--- TRY IT ---
What is the number of lines in the data below that hold the word "colored"? Give nothing beyond that number.

┌──

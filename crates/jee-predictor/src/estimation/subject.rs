use super::interpolation::{ControlPoint, PercentileTable};
use serde::{Deserialize, Serialize};

pub const SUBJECT_MAX_MARKS: f64 = 100.0;

/// Piecewise curve for a single 100-mark paper: gentle at the top, roughly
/// linear through the middle of the field.
const SUBJECT_CURVE: [ControlPoint; 10] = [
    ControlPoint::new(100.0, 100.0),
    ControlPoint::new(90.0, 99.0),
    ControlPoint::new(80.0, 95.0),
    ControlPoint::new(70.0, 88.0),
    ControlPoint::new(60.0, 78.0),
    ControlPoint::new(50.0, 65.0),
    ControlPoint::new(40.0, 50.0),
    ControlPoint::new(30.0, 35.0),
    ControlPoint::new(20.0, 20.0),
    ControlPoint::new(0.0, 0.0),
];

#[derive(Debug, Clone, Copy, PartialEq, Serialize, Deserialize)]
pub struct SubjectPercentiles {
    pub physics: f64,
    pub chemistry: f64,
    pub mathematics: f64,
}

/// Estimates per-subject percentiles from subject marks.
#[derive(Debug, Clone)]
pub struct SubjectEstimator {
    curve: PercentileTable,
}

impl SubjectEstimator {
    pub fn new(curve: PercentileTable) -> Self {
        Self { curve }
    }

    pub fn percentile_for(&self, marks: f64) -> f64 {
        self.curve.percentile_for(marks)
    }

    pub fn estimate(&self, physics: f64, chemistry: f64, mathematics: f64) -> SubjectPercentiles {
        SubjectPercentiles {
            physics: self.percentile_for(physics),
            chemistry: self.percentile_for(chemistry),
            mathematics: self.percentile_for(mathematics),
        }
    }
}

impl Default for SubjectEstimator {
    fn default() -> Self {
        Self::new(PercentileTable::from_static(&SUBJECT_CURVE))
    }
}

#[cfg(test)]
mod tests {
    use super::*;

    #[test]
    fn built_in_curve_passes_validation() {
        assert!(PercentileTable::new(SUBJECT_CURVE.to_vec()).is_ok());
    }

    #[test]
    fn matches_band_boundaries() {
        let estimator = SubjectEstimator::default();
        assert_eq!(estimator.percentile_for(90.0), 99.0);
        assert_eq!(estimator.percentile_for(60.0), 78.0);
        assert_eq!(estimator.percentile_for(100.0), 100.0);
        assert_eq!(estimator.percentile_for(0.0), 0.0);
    }

    #[test]
    fn interpolates_inside_a_band() {
        let estimator = SubjectEstimator::default();
        assert!((estimator.percentile_for(75.0) - 91.5).abs() < 1e-9);
        assert!((estimator.percentile_for(10.0) - 10.0).abs() < 1e-9);
    }

    #[test]
    fn estimates_all_three_papers() {
        let estimate = SubjectEstimator::default().estimate(60.0, 70.0, 80.0);
        assert_eq!(estimate.physics, 78.0);
        assert_eq!(estimate.chemistry, 88.0);
        assert_eq!(estimate.mathematics, 95.0);
    }
}
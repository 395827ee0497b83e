//! Plain text report generator.

use crate::config::Config;
use crate::error::Result;
use crate::model::TerraformVariable;
use crate::reporter::ReportGenerator;
use crate::types::ParsedModule;
use colored::Colorize;
use comfy_table::{Cell, Color, ContentArrangement, Table};

/// Text report generator for CLI output.
pub struct TextReporter {
    /// Whether to use colors
    use_colors: bool,
}

impl TextReporter {
    /// Create a new text reporter.
    #[must_use]
    pub fn new(config: &Config) -> Self {
        Self {
            use_colors: config.output.colored,
        }
    }
}

impl ReportGenerator for TextReporter {
    fn generate(&self, parsed: &ParsedModule) -> Result<String> {
        let mut output = String::new();

        output.push_str(&self.format_header(parsed));
        output.push('\n');

        output.push_str(&self.format_summary(parsed));
        output.push('\n');

        if !parsed.variables.is_empty() {
            output.push_str(&self.format_variables(parsed));
            output.push('\n');
        }

        if parsed.has_warnings() {
            output.push_str(&self.format_warnings(parsed));
            output.push('\n');
        }

        if parsed.has_errors() {
            output.push_str(&self.format_errors(parsed));
            output.push('\n');
        }

        Ok(output)
    }
}

impl TextReporter {
    fn section_title(&self, title: &str) -> String {
        let title = if self.use_colors {
            title.bright_cyan().bold().to_string()
        } else {
            title.to_string()
        };
        format!("\n{title}\n{}\n", "-".repeat(80))
    }

    /// Format the report header.
    fn format_header(&self, parsed: &ParsedModule) -> String {
        let title = "tfinputs";
        let version = format!("v{}", env!("CARGO_PKG_VERSION"));
        let mut source = parsed.source.clone();
        if let Some(reference) = &parsed.reference {
            source.push_str(&format!(" @ {reference}"));
        }
        if let Some(subfolder) = &parsed.subfolder {
            source.push_str(&format!(" // {subfolder}"));
        }

        if self.use_colors {
            format!(
                "\n{} {} {}\n{}\n",
                title.bright_white().bold(),
                version.dimmed(),
                source.bright_white(),
                "=".repeat(80).bright_blue(),
            )
        } else {
            format!("\n{title} {version} {source}\n{}\n", "=".repeat(80))
        }
    }

    /// Format the summary section.
    fn format_summary(&self, parsed: &ParsedModule) -> String {
        let mut output = self.section_title("Summary");

        let total = parsed.variables.len();
        let required = parsed.required_variables().count();
        let warnings = parsed.warnings.len();
        let errors = parsed.errors.len();
        let plural = |n: usize, one: &'static str, many: &'static str| if n == 1 { one } else { many };

        if self.use_colors {
            output.push_str(&format!(
                "  {} {} ({} required) | {} {} | {} {}\n",
                total.to_string().bold(),
                plural(total, "Variable", "Variables"),
                required.to_string().bold(),
                warnings.to_string().yellow().bold(),
                plural(warnings, "Warning", "Warnings"),
                errors.to_string().red().bold(),
                plural(errors, "Error", "Errors"),
            ));
        } else {
            output.push_str(&format!(
                "  {total} {} ({required} required) | {warnings} {} | {errors} {}\n",
                plural(total, "Variable", "Variables"),
                plural(warnings, "Warning", "Warnings"),
                plural(errors, "Error", "Errors"),
            ));
        }
        output.push_str(&format!("  {} files\n", parsed.files.len()));
        output
    }

    /// Format the variables table.
    fn format_variables(&self, parsed: &ParsedModule) -> String {
        let mut output = self.section_title("Variables");

        let mut table = Table::new();
        table
            .load_preset(comfy_table::presets::UTF8_BORDERS_ONLY)
            .set_content_arrangement(ContentArrangement::Dynamic)
            .set_header(vec!["Name", "Type", "Required", "Default", "Description"]);

        for variable in parsed.variables.values() {
            self.add_variable_row(&mut table, variable);
        }

        output.push_str(&table.to_string());
        output.push('\n');
        output
    }

    fn add_variable_row(&self, table: &mut Table, variable: &TerraformVariable) {
        let required = if variable.required() { "yes" } else { "no" };
        let required_cell = match (self.use_colors, variable.required()) {
            (true, true) => Cell::new(required).fg(Color::Yellow),
            (true, false) => Cell::new(required).fg(Color::Green),
            (false, _) => Cell::new(required),
        };

        let default = match &variable.default {
            _ if variable.sensitive && variable.default.is_some() => "(sensitive)".to_string(),
            Some(value) => truncate(&value.to_string(), 30),
            None => "-".to_string(),
        };

        table.add_row(vec![
            Cell::new(&variable.name),
            Cell::new(truncate(&variable.var_type.to_string(), 40)),
            required_cell,
            Cell::new(default),
            Cell::new(variable.description.as_deref().unwrap_or("")),
        ]);
    }

    /// Format the warnings section.
    fn format_warnings(&self, parsed: &ParsedModule) -> String {
        let mut output = self.section_title("Warnings");
        let label = if self.use_colors {
            "WARNING".yellow().to_string()
        } else {
            "WARNING".to_string()
        };
        for warning in &parsed.warnings {
            output.push_str(&format!("  [{label}] {warning}\n"));
        }
        output
    }

    /// Format the errors section.
    fn format_errors(&self, parsed: &ParsedModule) -> String {
        let mut output = self.section_title("Errors");
        let label = if self.use_colors {
            "ERROR".red().bold().to_string()
        } else {
            "ERROR".to_string()
        };
        for error in &parsed.errors {
            output.push_str(&format!("  [{label}] {}: {}\n", error.module_path, error.error));
            if let Some(details) = &error.details {
                let details = format!("    {details}");
                if self.use_colors {
                    output.push_str(&details.dimmed().to_string());
                } else {
                    output.push_str(&details);
                }
                output.push('\n');
            }
        }
        output
    }
}

/// Truncate a string to `max` characters, appending `...` when cut.
fn truncate(s: &str, max: usize) -> String {
    if s.chars().count() <= max {
        s.to_string()
    } else {
        let kept: String = s.chars().take(max.saturating_sub(3)).collect();
        format!("{kept}...")
    }
}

└──

--- ANSWER BOX ---
2